**TASK INSTRUCTIONS:**
Line by line, transcribe the data shown below.
Start of SUPPLIED DATA
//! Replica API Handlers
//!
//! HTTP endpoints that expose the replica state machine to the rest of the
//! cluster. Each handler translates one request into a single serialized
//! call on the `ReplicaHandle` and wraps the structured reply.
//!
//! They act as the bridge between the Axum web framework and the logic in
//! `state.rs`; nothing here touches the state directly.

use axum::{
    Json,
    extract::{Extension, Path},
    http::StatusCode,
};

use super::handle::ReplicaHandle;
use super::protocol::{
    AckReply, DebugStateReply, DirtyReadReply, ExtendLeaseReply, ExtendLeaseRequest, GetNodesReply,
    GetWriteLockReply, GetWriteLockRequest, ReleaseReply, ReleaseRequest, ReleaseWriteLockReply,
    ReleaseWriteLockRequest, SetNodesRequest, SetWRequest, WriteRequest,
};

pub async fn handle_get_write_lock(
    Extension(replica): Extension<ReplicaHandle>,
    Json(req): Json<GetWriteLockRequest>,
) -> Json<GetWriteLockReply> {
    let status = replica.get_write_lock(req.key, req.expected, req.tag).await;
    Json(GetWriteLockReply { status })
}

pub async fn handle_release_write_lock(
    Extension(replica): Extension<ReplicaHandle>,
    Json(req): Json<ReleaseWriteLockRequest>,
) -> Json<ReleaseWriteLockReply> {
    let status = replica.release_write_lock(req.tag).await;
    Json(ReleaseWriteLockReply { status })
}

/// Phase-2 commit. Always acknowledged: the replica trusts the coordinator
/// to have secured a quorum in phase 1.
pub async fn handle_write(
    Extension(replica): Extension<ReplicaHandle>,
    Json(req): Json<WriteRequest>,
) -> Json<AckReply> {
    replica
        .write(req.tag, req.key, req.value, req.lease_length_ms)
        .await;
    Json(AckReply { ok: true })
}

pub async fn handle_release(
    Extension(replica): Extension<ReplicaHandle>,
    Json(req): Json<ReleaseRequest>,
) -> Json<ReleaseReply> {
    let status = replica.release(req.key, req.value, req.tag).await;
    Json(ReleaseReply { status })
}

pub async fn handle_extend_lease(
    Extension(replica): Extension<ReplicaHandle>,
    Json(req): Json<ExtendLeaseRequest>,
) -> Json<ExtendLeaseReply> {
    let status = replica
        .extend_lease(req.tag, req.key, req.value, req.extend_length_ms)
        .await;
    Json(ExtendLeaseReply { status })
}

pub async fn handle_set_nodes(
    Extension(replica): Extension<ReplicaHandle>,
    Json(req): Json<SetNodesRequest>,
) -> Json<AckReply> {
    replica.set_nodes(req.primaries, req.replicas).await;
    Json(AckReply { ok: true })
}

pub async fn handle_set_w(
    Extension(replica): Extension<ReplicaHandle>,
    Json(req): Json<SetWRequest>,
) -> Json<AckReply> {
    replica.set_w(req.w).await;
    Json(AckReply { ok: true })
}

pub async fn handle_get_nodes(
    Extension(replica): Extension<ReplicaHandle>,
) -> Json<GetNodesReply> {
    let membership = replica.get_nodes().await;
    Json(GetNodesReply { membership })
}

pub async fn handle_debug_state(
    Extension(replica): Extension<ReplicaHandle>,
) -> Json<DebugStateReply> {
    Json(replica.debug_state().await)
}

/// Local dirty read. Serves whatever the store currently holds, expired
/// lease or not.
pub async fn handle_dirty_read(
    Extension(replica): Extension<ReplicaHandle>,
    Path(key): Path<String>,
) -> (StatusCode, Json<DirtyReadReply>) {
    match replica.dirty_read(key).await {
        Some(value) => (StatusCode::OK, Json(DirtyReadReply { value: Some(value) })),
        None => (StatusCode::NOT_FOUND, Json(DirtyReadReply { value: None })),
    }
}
End of SUPPLIED DATA
**ANSWER SPACE:**
//! Replica API Handlers
//!
//! HTTP endpoints that expose the replica state machine to the rest of the
//! cluster. Each handler translates one request into a single serialized
//! call on the `ReplicaHandle` and wraps the structured reply.
//!
//! They act as the bridge between the Axum web framework and the logic in
//! `state.rs`; nothing here touches the state directly.

use axum::{
    Json,
    extract::{Extension, Path},
    http::StatusCode,
};

use super::handle::ReplicaHandle;
use super::protocol::{
    AckReply, DebugStateReply, DirtyReadReply, ExtendLeaseReply, ExtendLeaseRequest, GetNodesReply,
    GetWriteLockReply, GetWriteLockRequest, ReleaseReply, ReleaseRequest, ReleaseWriteLockReply,
    ReleaseWriteLockRequest, SetNodesRequest, SetWRequest, WriteRequest,
};

pub async fn handle_get_write_lock(
    Extension(replica): Extension<ReplicaHandle>,
    Json(req): Json<GetWriteLockRequest>,
) -> Json<GetWriteLockReply> {
    let status = replica.get_write_lock(req.key, req.expected, req.tag).await;
    Json(GetWriteLockReply { status })
}

pub async fn handle_release_write_lock(
    Extension(replica): Extension<ReplicaHandle>,
    Json(req): Json<ReleaseWriteLockRequest>,
) -> Json<ReleaseWriteLockReply> {
    let status = replica.release_write_lock(req.tag).await;
    Json(ReleaseWriteLockReply { status })
}

/// Phase-2 commit. Always acknowledged: the replica trusts the coordinator
/// to have secured a quorum in phase 1.
pub async fn handle_write(
    Extension(replica): Extension<ReplicaHandle>,
    Json(req): Json<WriteRequest>,
) -> Json<AckReply> {
    replica
        .write(req.tag, req.key, req.value, req.lease_length_ms)
        .await;
    Json(AckReply { ok: true })
}

pub async fn handle_release(
    Extension(replica): Extension<ReplicaHandle>,
    Json(req): Json<ReleaseRequest>,
) -> Json<ReleaseReply> {
    let status = replica.release(req.key, req.value, req.tag).await;
    Json(ReleaseReply { status })
}

pub async fn handle_extend_lease(
    Extension(replica): Extension<ReplicaHandle>,
    Json(req): Json<ExtendLeaseRequest>,
) -> Json<ExtendLeaseReply> {
    let status = replica
        .extend_lease(req.tag, req.key, req.value, req.extend_length_ms)
        .await;
    Json(ExtendLeaseReply { status })
}

pub async fn handle_set_nodes(
    Extension(replica): Extension<ReplicaHandle>,
    Json(req): Json<SetNodesRequest>,
) -> Json<AckReply> {
    replica.set_nodes(req.primaries, req.replicas).await;
    Json(AckReply { ok: true })
}

pub async fn handle_set_w(
    Extension(replica): Extension<ReplicaHandle>,
    Json(req): Json<SetWRequest>,
) -> Json<AckReply> {
    replica.set_w(req.w).await;
    Json(AckReply { ok: true })
}

pub async fn handle_get_nodes(
    Extension(replica): Extension<ReplicaHandle>,
) -> Json<GetNodesReply> {
    let membership = replica.get_nodes().await;
    Json(GetNodesReply { membership })
}

pub async fn handle_debug_state(
    Extension(replica): Extension<ReplicaHandle>,
) -> Json<DebugStateReply> {
    Json(replica.debug_state().await)
}

/// Local dirty read. Serves whatever the store currently holds, expired
/// lease or not.
pub async fn handle_dirty_read(
    Extension(replica): Extension<ReplicaHandle>,
    Path(key): Path<String>,
) -> (StatusCode, Json<DirtyReadReply>) {
    match replica.dirty_read(key).await {
        Some(value) => (StatusCode::OK, Json(DirtyReadReply { value: Some(value) })),
        None => (StatusCode::NOT_FOUND, Json(DirtyReadReply { value: None })),
    }
}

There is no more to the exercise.